A new study found that women who took oral contraceptives slashed their risk of endometrial cancer by a quarter. Additionally the study found that the protection lasted up to 30 years after the women quit taking the pill.
These findings mean that women who take the Pill when they are in their 20s or even younger continue to benefit into their 50s and older, when cancer becomes more common.
How hormones affect a woman’s risk of cancer is a controversial subject. Previous research has linked the Pill to a greater risk for breast, cervical, and liver cancer but other studies have shown that the Pill decreases the risk of uterine and cervical cancers.
Endometrial cancer forms in the inner lining of the uterus. According to the American Cancer Society, it affects about two in every 100 women.
Although it may not be the most common cancer, it is one of the most deadly. It kills one in five women who are diagnosed with it. The cancer generally doesn’t appear until later in life, but the cancer’s foundation is laid during childbearing years when the endometrial lining is consistently being built and shed with every monthly cycle.

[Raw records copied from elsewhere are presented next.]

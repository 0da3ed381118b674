//! Health check endpoint

use axum::{routing::get, Json, Router};
use serde::Serialize;

use crate::state::AppState;

#[derive(Serialize)]
pub struct HealthResponse {
    pub status: &'static str,
    pub version: &'static str,
}

pub async fn health_check() -> Json<HealthResponse> {
    Json(HealthResponse {
        status: "healthy",
        version: env!("CARGO_PKG_VERSION"),
    })
}

pub fn router() -> Router<AppState> {
    Router::new().route("/health", get(health_check))
}
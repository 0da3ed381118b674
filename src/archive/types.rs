//! Archive data model

use std::path::PathBuf;

use chrono::{DateTime, Local};
use serde::Serialize;

use crate::fingerprint::Fingerprint;

/// Metadata of one archived PDF
///
/// Serialized as the `/alldocs/` listing entry. The filesystem path stays
/// internal.
#[derive(Debug, Clone, PartialEq, Eq, Serialize)]
pub struct DocumentRecord {
    pub id: Fingerprint,
    /// File name, including the extension
    pub name: String,
    /// File size in bytes
    pub size: u64,
    /// Filesystem modification time
    #[serde(rename = "modified")]
    pub created: DateTime<Local>,
    /// Logical file date: the filename timestamp when present, else `created`
    #[serde(rename = "timestamp")]
    pub file_date: DateTime<Local>,
    pub pages: usize,
    /// Base64 of the first page's text
    pub content: String,
    #[serde(skip)]
    pub path: PathBuf,
}

/// A category directory directly under the archive root
#[derive(Debug, Clone, PartialEq, Eq)]
pub struct Category {
    pub name: String,
    pub path: PathBuf,
}

/// Entry of the `/categories/` listing
#[derive(Debug, Clone, PartialEq, Eq, Serialize)]
pub struct CategoryInfo {
    pub name: String,
    /// Number of PDF files directly inside the category
    pub elements: usize,
}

Researchers aren’t sure exactly how the pills protect women, but they believe it has something to do with how many period a woman has throughout her life.
This research makes sense given the known risk factors for the disease which include early onset of menstruation, never having given birth, late menopause, and taking estrogen therapy. All of these risk factors increase the number of cycles a woman has over her lifetime. Other risk factors include obesity and a history of polycystic ovarian syndrome.